Unless I'm curious to find something brashly maritime, full-throated in its abuse of fruits and flowers, and so obviously feminine that the words POUR HOMME are arguably an in-house joke. I've heard BVLGARI BLV invests in this kind of perverse behavior on male skin. Creed's EROLFA, while not exactly tossing fruit salad over a garden of sea greens, has the brash, hyper-salinated marine stuff going for it. And then I read about Insensé Ultramarine, an odd early '90s release by Givenchy, the flanker to the critically-received Insensé. A flanker that apparently spawned another nine or ten flankers in its wake. I stopped into Marshalls today and saw a bottle of the stuff sitting there, tried to think of the last time I saw a bottle of Insensé Ultramarine anywhere (and couldn't), and promptly grabbed it.

I have to say, given what I was expecting, this is interesting juice. The top is sparkly, saccharine, melony, salty, briny, and a little minty, which makes for an arresting amalgam of sweet and sour. The roiling salt note churns rapidly into the background, and after five minutes, the melons and mint give way to pollinated spring flowers. I get peachy rose, faint jasmine, and a watery, white-noisy floral - perhaps magnolia - that wells up from the blue to fill the air. These notes persist in a linear fashion, until gradually fading into the ever-present saline base. The base itself has fruity pipe tobacco in its undertow. The whole thing is big, sacchariferous, grossly synthetic, and dense. Insensé Ultramarine is the buxom epitome of the classic French 1990s aquatic aromatic perfume for men. Hell, they even dyed the liquid blue.

Since the birth of this genre, its been done and redone to death. Everything from Chrome, to BLV, to Unbound, to Acqua di Gio, and all the millions of Cool Water flankers, Polo variations, and sport colognes in between. However, it should be noted that Insensé Ultramarine is a 1994 release, and came before all that stuff. It is so unapologetic in how bad it is, how very thick and sweet and sticky and wet it is, that it does the rare turn into being so bad, it's good. It's superbly blended, all heavy-handed ingredients smoothed out to create this shimmery halo of scent, heavy but ephemeral in outdoor conditions, and very feminine in character. That this is supposedly a men's fragrance kicks it into the must-have stratosphere for me. It's perverse enough on its own merits, but the gender bait and switch Givenchy pulls is too impressive to pass up.
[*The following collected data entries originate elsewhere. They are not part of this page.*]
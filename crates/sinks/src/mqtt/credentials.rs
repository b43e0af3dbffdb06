//! Broker credentials from the secret store
//!
//! | Mode | Required keys | Optional |
//! |------|---------------|----------|
//! | `none` | | `cacert` |
//! | `usernamepassword` | `username`, `password` | `cacert` |
//! | `clientcert` | `clientcert`, `clientkey` | `cacert` |
//! | `cacert` | `cacert` | |

use std::fmt;

use edgeflow_secrets::{SecretProvider, Secrets, SecretsError};
use edgeflow_transform::TransformResult;

use super::config::AuthMode;

#[cfg(test)]
#[path = "credentials_test.rs"]
mod tests;

pub const SECRET_USERNAME: &str = "username";
pub const SECRET_PASSWORD: &str = "password";
pub const SECRET_CLIENT_CERT: &str = "clientcert";
pub const SECRET_CLIENT_KEY: &str = "clientkey";
pub const SECRET_CA_CERT: &str = "cacert";

/// Credentials and TLS material for one client
#[derive(Clone, Default, PartialEq, Eq)]
pub struct ClientCredentials {
    pub username: Option<String>,
    pub password: Option<String>,
    pub client_cert: Option<String>,
    pub client_key: Option<String>,
    pub ca_cert: Option<String>,
}

impl ClientCredentials {
    pub fn has_tls_material(&self) -> bool {
        self.ca_cert.is_some() || self.client_cert.is_some()
    }
}

impl fmt::Debug for ClientCredentials {
    fn fmt(&self, f: &mut fmt::Formatter<'_>) -> fmt::Result {
        f.debug_struct("ClientCredentials")
            .field("username", &self.username)
            .field("password", &self.password.as_ref().map(|_| "<redacted>"))
            .field("client_cert", &self.client_cert.is_some())
            .field("client_key", &self.client_key.as_ref().map(|_| "<redacted>"))
            .field("ca_cert", &self.ca_cert.is_some())
            .finish()
    }
}

/// Read the secrets `mode` needs from `secret_path`
///
/// # Errors
/// - `TransformError::Secret` when the path or a required key is missing
pub async fn load_credentials(
    provider: &dyn SecretProvider,
    mode: AuthMode,
    secret_path: &str,
) -> TransformResult<ClientCredentials> {
    let mut secrets = match mode {
        AuthMode::None if secret_path.is_empty() => return Ok(ClientCredentials::default()),
        AuthMode::None => match provider.get_secrets(secret_path, &[]).await {
            Ok(secrets) => secrets,
            Err(SecretsError::NotFound { .. }) => return Ok(ClientCredentials::default()),
            Err(e) => return Err(e.into()),
        },
        _ => provider.get_secrets(secret_path, &[]).await?,
    };

    let required: &[&str] = match mode {
        AuthMode::None => &[],
        AuthMode::UsernamePassword => &[SECRET_USERNAME, SECRET_PASSWORD],
        AuthMode::ClientCert => &[SECRET_CLIENT_CERT, SECRET_CLIENT_KEY],
        AuthMode::CaCert => &[SECRET_CA_CERT],
    };
    let missing: Vec<&str> = required
        .iter()
        .copied()
        .filter(|key| secrets.get(*key).is_none_or(|v| v.is_empty()))
        .collect();
    if !missing.is_empty() {
        return Err(SecretsError::missing_keys(secret_path, &missing).into());
    }

    let mut take = |key: &str| take_non_empty(&mut secrets, key);
    let credentials = match mode {
        AuthMode::UsernamePassword => ClientCredentials {
            username: take(SECRET_USERNAME),
            password: take(SECRET_PASSWORD),
            ca_cert: take(SECRET_CA_CERT),
            ..Default::default()
        },
        AuthMode::ClientCert => ClientCredentials {
            client_cert: take(SECRET_CLIENT_CERT),
            client_key: take(SECRET_CLIENT_KEY),
            ca_cert: take(SECRET_CA_CERT),
            ..Default::default()
        },
        AuthMode::None | AuthMode::CaCert => ClientCredentials {
            ca_cert: take(SECRET_CA_CERT),
            ..Default::default()
        },
    };

    tracing::debug!(
        auth_mode = %mode,
        secret.path = secret_path,
        tls = credentials.has_tls_material(),
        "mqtt credentials loaded"
    );
    Ok(credentials)
}

fn take_non_empty(secrets: &mut Secrets, key: &str) -> Option<String> {
    secrets.remove(key).filter(|v| !v.is_empty())
}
The florals behave as though they're in a high class French hooker's boudoir perfume. The only thing missing is the Baby Phat lipstick note - I'm glad it's not here, but Ultramarine's aspirational hairspray accord livens its performance, and bumps it up from circus, to Cirque du Soleil. As it stands, Insensé Ultramarine wades into the kind of hairspray abstraction better smelled in Gucci's Rush and Fendi's now defunct original perfume for women. Even if it doesn't get there, the nod is appreciable.

Many say this is for summer - I say sure, if you're at the beach with almost nothing else on your body. I'm inclined to see it as a solid French stinker that is impossible not to love in all weather, especially frigid cold winter days. Note that I said love, and not wear. I'm glad that I found an aquatic with this much panache. It's a blast from the past. It's a blast of fresh air. It's something nobody wears anymore. There's quality to Insensé Ultramarine, and more than a little touch of Grasse.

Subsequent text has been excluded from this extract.